Monday, July 6, 2009

Featured Poet #3



Seven Poems From Richard Wink


The Retired Lifeboat

The retired lifeboat

beached,

lame

overturned like an empty crab shell

surrounded by the chalk

and harsh flint.

Weather beaten the boat’s name

had been reduced to a solitary ‘h’

in lower-case,

the shade of navy blue had faded

to a sheepish turquoise.

The sea touched the lifeboat

permissively surrounding it

sympathetically.

In the crude sun

the tide departed without

taking anything


Piranha

The Piranha could not swim

so he was fitted with wheels,

he spun around the shelf

just above the glass tank that contained

his brother and sisters.

Fresh air did the Piranha good

sure he was a fish out of water

plenty of people pointed that out

before chuckling righteously to themselves

but the Piranha paid no attention to unpleasant jibes,

though he did wonder how he was able to breathe.

His gills contracted and bristled

when irritated by the lazy drift of smoke

that billowed from his keeper’s cigarette


Burlesque Memories

The talent was fresh, simmering in a sterling rimmed champagne glass

I wasn’t sure what we were observing

but when the performance ended

we stood and applauded.

Her model was of immaculate design,

not garish like Van Gogh’s prostitute muse

with downcast sagging droops.

No, this vision was crafted

around the finest bone


I missed the last train

and sat in an all night café

sipping dirt brown coffee.

Why was I involved with the arts?


The Thames,

a river of grey romance

I could not smell.


The Page Turner

When the skin cracked

fingertips became tender

each page turned

causing a flinch


eyes wandered

tears rolled

as the final word

was read


Rambling

Circumstances swam away as swans,

cowardly legs frantically paddling under water


Tides tickled the South East Coast

causing the North to sneeze


Trinkets sugar coated

diabetic deliberate


brandy flavoured blokes lick

the lollipop hat stand


fields dream beneath metallic covers

magnets spin

a clown’s bow tie

tickling barley humour


The Fox in the Furnace

The Fox in the Furnace

a temper of orange

warming the room

causing feet to surrender snug slippers


The Fox in the Furnace

crackles and sparks

a firefly ember glides over shoulder

catching us by surprise


Rail

Tremors shuttle

green blurs in awkward motion

rattling rails

bypassing through mustard fields,

specs of rain

streak windows

distracting


Daffodils suffer cramp

their stalks kicked,

crushed, then trampled

by the busy men


They shuffle into the burdened carriages

removing and rolling their coats

stacking coral briefcases into overhead compartments

polite theatrics

the newspapers spread open

like maps of the world


Q@A with Richard Wink


CH: How long have you been writing and why did you start in the first place?
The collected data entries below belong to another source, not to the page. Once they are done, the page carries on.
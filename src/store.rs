use chrono::{DateTime, Duration, Utc};
use serde::{Deserialize, Serialize};
use sled::transaction::{
    ConflictableTransactionError, ConflictableTransactionResult, TransactionError, TransactionalTree,
};
use sled::Transactional;
use std::collections::BTreeMap;
use std::path::Path;

use crate::address::{Address, Consent};
use crate::classify::VerificationLevel;
use crate::error::{ScoringError, StoreError};
use crate::ledger::{self, LedgerEntry};
use crate::result::{ReviewStatus, ValidationResult};
use crate::router::EscalationPath;

/// 一次校验请求的元数据
#[derive(Debug, Clone, PartialEq, Serialize, Deserialize)]
pub struct RequestMeta {
    pub request_id: String,
    pub subject_id: String,
    pub address: Address,
    pub consent: Consent,
    pub created_at: DateTime<Utc>,
}

/// 管理员队列里的一行
#[derive(Debug, Clone, Serialize)]
pub struct QueueItem {
    pub request_id: String,
    pub address: String,
    pub status: ReviewStatus,
    pub acs: f64,
    pub vl: VerificationLevel,
    pub vl_label: &'static str,
    pub escalation_path: EscalationPath,
    pub created_at: DateTime<Utc>,
}

/// 用户历史里的一行
#[derive(Debug, Clone, Serialize)]
pub struct HistoryItem {
    pub request_id: String,
    pub address: Address,
    pub acs: f64,
    pub vl: VerificationLevel,
    pub vl_label: &'static str,
    pub escalation_path: EscalationPath,
    pub token_available: bool,
    pub created_at: DateTime<Utc>,
}

/// 管理台的汇总指标
#[derive(Debug, Clone, Serialize)]
pub struct DashboardStats {
    pub total_validations: usize,
    /// 走人工路径且还没人复核的请求
    pub pending_validations: usize,
    pub avg_acs: f64,
    pub vl_distribution: BTreeMap<VerificationLevel, usize>,
    pub recent_validations: usize,
}

/// 结果仓库
///
/// sled 里的几棵树：
/// - `requests`:    request_id -> RequestMeta
/// - `timeline`:    created_at(大端) + request_id -> request_id，按时间倒序翻页
/// - `subjects`:    subject_id + 0x00 + created_at + request_id -> request_id
/// - `revisions`:   request_id + 0x00 + revision(大端) -> ValidationResult
/// - `latest`:      request_id -> 最新 revision
/// - `ledger`:      序号(大端) -> LedgerEntry
/// - `ledger_head`: 下一个账本序号
///
/// 修订版只追加不删除。每次发布（首个修订版连同元数据，或复核产生的新修订版）
/// 和它的账本叶子在同一个事务里提交：要么全部可见，要么什么都没写。
/// 同一个 request_id 上的并发复核因此串行化，读者看不到写了一半的状态。
#[derive(Clone)]
pub struct ResultStore {
    db: sled::Db,
    requests: sled::Tree,
    timeline: sled::Tree,
    subjects: sled::Tree,
    revisions: sled::Tree,
    latest: sled::Tree,
    ledger: sled::Tree,
    ledger_head: sled::Tree,
}

impl ResultStore {
    pub fn open(path: impl AsRef<Path>) -> Result<Self, StoreError> {
        Self::from_db(sled::open(path)?)
    }

    /// 进程退出即删除的临时库（测试用）
    pub fn temporary() -> Result<Self, StoreError> {
        Self::from_db(sled::Config::new().temporary(true).open()?)
    }

    fn from_db(db: sled::Db) -> Result<Self, StoreError> {
        Ok(Self {
            requests: db.open_tree("requests")?,
            timeline: db.open_tree("timeline")?,
            subjects: db.open_tree("subjects")?,
            revisions: db.open_tree("revisions")?,
            latest: db.open_tree("latest")?,
            ledger: db.open_tree("ledger")?,
            ledger_head: db.open_tree("ledger_head")?,
            db,
        })
    }

    /// 账本叶子所在的树，交给 `RevisionLedger` 重放
    pub fn ledger_tree(&self) -> sled::Tree {
        self.ledger.clone()
    }

    pub fn meta(&self, request_id: &str) -> Result<RequestMeta, StoreError> {
        let raw = self
            .requests
            .get(request_id.as_bytes())?
            .ok_or_else(|| StoreError::NotFound(request_id.to_string()))?;
        Ok(serde_json::from_slice(&raw)?)
    }

    // ------------------------------------------------------------------
    // 发布
    // ------------------------------------------------------------------

    /// 登记请求并发布修订版 0，返回账本序号。同一个 request_id 只能发布一次。
    pub fn publish(&self, meta: &RequestMeta, result: &ValidationResult) -> Result<u64, StoreError> {
        let request_id = result.request_id.as_str();
        if meta.request_id != request_id {
            return Err(StoreError::Corrupt(format!(
                "metadata for {} cannot publish {request_id}",
                meta.request_id
            )));
        }

        let ts = time_key(meta.created_at);
        let encoded_meta = serde_json::to_vec(meta)?;
        let encoded = serde_json::to_vec(result)?;
        let entry = LedgerEntry::for_result(result)?;
        let timeline_key = [&ts[..], request_id.as_bytes()].concat();
        let subject_key = [subject_prefix(&meta.subject_id).as_slice(), &ts[..], request_id.as_bytes()].concat();

        let outcome = (
            &self.requests,
            &self.timeline,
            &self.subjects,
            &self.revisions,
            &self.latest,
            &self.ledger,
            &self.ledger_head,
        )
            .transaction(
                |(requests, timeline, subjects, revisions, latest, leaves, head)| -> ConflictableTransactionResult<u64, StoreError> {
                    if latest.get(request_id.as_bytes())?.is_some() {
                        return Err(abort(StoreError::Corrupt(format!(
                            "{request_id} already has a published revision"
                        ))));
                    }
                    requests.insert(request_id.as_bytes(), encoded_meta.clone())?;
                    timeline.insert(timeline_key.as_slice(), request_id.as_bytes())?;
                    subjects.insert(subject_key.as_slice(), request_id.as_bytes())?;
                    revisions.insert(revision_key(request_id, result.revision), encoded.clone())?;
                    latest.insert(request_id.as_bytes(), &result.revision.to_be_bytes()[..])?;
                    stage_leaf(leaves, head, &entry)
                },
            );
        unwrap_transaction(outcome)
    }

    /// 最新修订版
    pub fn latest(&self, request_id: &str) -> Result<ValidationResult, StoreError> {
        let rev = self
            .latest
            .get(request_id.as_bytes())?
            .ok_or_else(|| StoreError::NotFound(request_id.to_string()))?;
        let raw = self
            .revisions
            .get(revision_key(request_id, decode_revision(&rev)?))?
            .ok_or_else(|| StoreError::Corrupt(format!("{request_id}: latest revision is missing")))?;
        Ok(serde_json::from_slice(&raw)?)
    }

    /// 全部修订版，按 revision 升序
    pub fn revisions(&self, request_id: &str) -> Result<Vec<ValidationResult>, StoreError> {
        let list = self
            .revisions
            .scan_prefix(revision_prefix(request_id))
            .values()
            .map(|raw| -> Result<ValidationResult, StoreError> { Ok(serde_json::from_slice(&raw?)?) })
            .collect::<Result<Vec<_>, _>>()?;
        if list.is_empty() {
            return Err(StoreError::NotFound(request_id.to_string()));
        }
        Ok(list)
    }

    /// 在最新修订版上原子地计算并发布下一个修订版
    ///
    /// `next` 可能因事务冲突被调用多次，必须是纯函数。
    /// 它返回错误时事务中止，最新修订版保持不变，账本也不会多出叶子。
    /// 返回 (旧修订版, 新修订版, 账本序号)。
    pub fn supersede<F>(
        &self,
        request_id: &str,
        next: F,
    ) -> Result<(ValidationResult, ValidationResult, u64), StoreError>
    where
        F: Fn(&ValidationResult) -> Result<ValidationResult, ScoringError>,
    {
        let outcome = (&self.revisions, &self.latest, &self.ledger, &self.ledger_head).transaction(
            |(revisions, latest, leaves, head)| -> ConflictableTransactionResult<(ValidationResult, ValidationResult, u64), StoreError> {
                let rev = latest
                    .get(request_id.as_bytes())?
                    .ok_or_else(|| abort(StoreError::NotFound(request_id.to_string())))?;
                let rev = decode_revision(&rev).map_err(abort)?;
                let raw = revisions
                    .get(revision_key(request_id, rev))?
                    .ok_or_else(|| abort(StoreError::Corrupt(format!("{request_id}: revision {rev} is missing"))))?;
                let prev: ValidationResult =
                    serde_json::from_slice(&raw).map_err(|e| abort(e.into()))?;

                let new = next(&prev).map_err(|e| abort(e.into()))?;
                if new.revision != prev.revision + 1 {
                    return Err(abort(StoreError::Corrupt(format!(
                        "{request_id}: revision {} does not follow {}",
                        new.revision, prev.revision
                    ))));
                }

                let encoded = serde_json::to_vec(&new).map_err(|e| abort(e.into()))?;
                let entry = LedgerEntry::for_result(&new).map_err(|e| abort(e.into()))?;
                revisions.insert(revision_key(request_id, new.revision), encoded)?;
                latest.insert(request_id.as_bytes(), &new.revision.to_be_bytes()[..])?;
                let seq = stage_leaf(leaves, head, &entry)?;
                Ok((prev, new, seq))
            },
        );
        unwrap_transaction(outcome)
    }

    // ------------------------------------------------------------------
    // 查询
    // ------------------------------------------------------------------

    /// 管理员队列：按创建时间倒序翻页
    pub fn queue(&self, offset: usize, limit: usize) -> Result<Vec<QueueItem>, StoreError> {
        let mut items = Vec::new();
        for entry in self.timeline.iter().values().rev().skip(offset).take(limit) {
            let request_id = String::from_utf8_lossy(&entry?).into_owned();
            let meta = self.meta(&request_id)?;
            let latest = self.latest(&request_id)?;
            items.push(QueueItem {
                address: meta.address.display_line(),
                status: latest.review_status(),
                acs: latest.acs,
                vl: latest.vl,
                vl_label: latest.vl.label(),
                escalation_path: latest.escalation_path,
                created_at: meta.created_at,
                request_id,
            });
        }
        Ok(items)
    }

    /// 某个主体的历史结果，最新在前
    pub fn history(&self, subject_id: &str, limit: usize) -> Result<Vec<HistoryItem>, StoreError> {
        let mut items = Vec::new();
        for entry in self
            .subjects
            .scan_prefix(subject_prefix(subject_id))
            .values()
            .rev()
            .take(limit)
        {
            let request_id = String::from_utf8_lossy(&entry?).into_owned();
            let result = self.latest(&request_id)?;
            let meta = self.meta(&request_id)?;
            items.push(HistoryItem {
                request_id,
                address: meta.address,
                acs: result.acs,
                vl: result.vl,
                vl_label: result.vl.label(),
                escalation_path: result.escalation_path,
                token_available: result.token_available,
                created_at: meta.created_at,
            });
        }
        Ok(items)
    }

    /// 同一城市其他请求的最新 ACS
    pub fn category_peers(&self, category: &str, exclude: &str) -> Result<Vec<f64>, StoreError> {
        let mut peers = Vec::new();
        for entry in self.requests.iter().values() {
            let meta: RequestMeta = serde_json::from_slice(&entry?)?;
            if meta.request_id == exclude || meta.address.category_key() != category {
                continue;
            }
            peers.push(self.latest(&meta.request_id)?.acs);
        }
        Ok(peers)
    }

    pub fn dashboard(&self, now: DateTime<Utc>) -> Result<DashboardStats, StoreError> {
        let mut stats = DashboardStats {
            total_validations: 0,
            pending_validations: 0,
            avg_acs: 0.0,
            vl_distribution: VerificationLevel::ALL.iter().map(|vl| (*vl, 0)).collect(),
            recent_validations: 0,
        };
        let since = now - Duration::hours(24);
        let mut acs_sum = 0.0;

        for entry in self.requests.iter().values() {
            let meta: RequestMeta = serde_json::from_slice(&entry?)?;
            let result = self.latest(&meta.request_id)?;
            stats.total_validations += 1;
            if result.review_status() == ReviewStatus::AwaitingReview {
                stats.pending_validations += 1;
            }
            if meta.created_at >= since {
                stats.recent_validations += 1;
            }
            acs_sum += result.acs;
            *stats.vl_distribution.entry(result.vl).or_insert(0) += 1;
        }
        if stats.total_validations > 0 {
            stats.avg_acs = acs_sum / stats.total_validations as f64;
        }
        Ok(stats)
    }

    pub fn flush(&self) -> Result<(), StoreError> {
        self.db.flush()?;
        Ok(())
    }
}

// 分配下一个账本序号并写入叶子。所有发布都读写同一个 head key，提交顺序即序号顺序。
fn stage_leaf(
    leaves: &TransactionalTree,
    head: &TransactionalTree,
    entry: &LedgerEntry,
) -> ConflictableTransactionResult<u64, StoreError> {
    let seq = match head.get(ledger::HEAD_KEY)? {
        Some(raw) => ledger::decode_seq(&raw).map_err(|e| abort(e.into()))?,
        None => 0,
    };
    let encoded = serde_json::to_vec(entry).map_err(|e| abort(e.into()))?;
    leaves.insert(&ledger::seq_key(seq)[..], encoded)?;
    head.insert(ledger::HEAD_KEY, &(seq + 1).to_be_bytes()[..])?;
    Ok(seq)
}

fn abort(err: StoreError) -> ConflictableTransactionError<StoreError> {
    ConflictableTransactionError::Abort(err)
}

fn unwrap_transaction<T>(outcome: Result<T, TransactionError<StoreError>>) -> Result<T, StoreError> {
    match outcome {
        Ok(value) => Ok(value),
        Err(TransactionError::Abort(e)) => Err(e),
        Err(TransactionError::Storage(e)) => Err(StoreError::Storage(e)),
    }
}

fn time_key(at: DateTime<Utc>) -> [u8; 8] {
    // 1970 年之前的时间不会出现，截到 0
    (at.timestamp_micros().max(0) as u64).to_be_bytes()
}

fn subject_prefix(subject_id: &str) -> Vec<u8> {
    [subject_id.as_bytes(), &[0u8][..]].concat()
}

fn revision_prefix(request_id: &str) -> Vec<u8> {
    [request_id.as_bytes(), &[0u8][..]].concat()
}

fn revision_key(request_id: &str, revision: u32) -> Vec<u8> {
    [revision_prefix(request_id).as_slice(), &revision.to_be_bytes()[..]].concat()
}

fn decode_revision(raw: &[u8]) -> Result<u32, StoreError> {
    let bytes: [u8; 4] = raw
        .try_into()
        .map_err(|_| StoreError::Corrupt("revision pointer must be 4 bytes".to_string()))?;
    Ok(u32::from_be_bytes(bytes))
}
RW: I started writing for kicks when I was sixteen. I discovered a knack for poetry one afternoon; I think it was during some little creative writing exercise that I really gravitated towards the art. No longer was I bored by Charles Dickens or trying to figure out what the heck Onomatopoeia meant. At last something in literature was speaking to me, throwing down a gauntlet.

I consider sixteen to be the age when my life went wrong, and since that point for nearly a decade, through ten years of mistakes and misadventure poetry has been the one constant. Of course it has been glorious attempting to play the ‘tortured’ Rimbaud role, but eventually you sit bolt up, waking up at four in the morning in cold sweats and realize that this is something you have to do for the rest of your life. That I guess is when the bug has bitten you.

For about two years I was writing in secret, which is to say at the time I was ashamed. Poetry was seen as pretentious and without wishing to sound homophobic it was considered to be “poncey”. Growing up with laddish mates who had no real love for the arts, and perhaps their cultural outlook stretched just about to drunken sing-along’s to ‘Wonderwall’ on a Friday night. I guess I was afraid to reveal myself as a poet.

By the time I was eighteen I began to send out submissions and got a couple of poems featured in Print Anthologies. My first published poem was titled ‘Driving Miss Daisy’ and was simply about learning to drive. That experience was quite eventful, it took me three attempts to pass the test, and I even failed the theory test once because I came into the testing centre feeling hungover. I recall one lesson occurred on 9/11, the instructor didn’t believe me when I told him about two planes hitting the twin towers. But yeah, I digress. I’m a terrible driver.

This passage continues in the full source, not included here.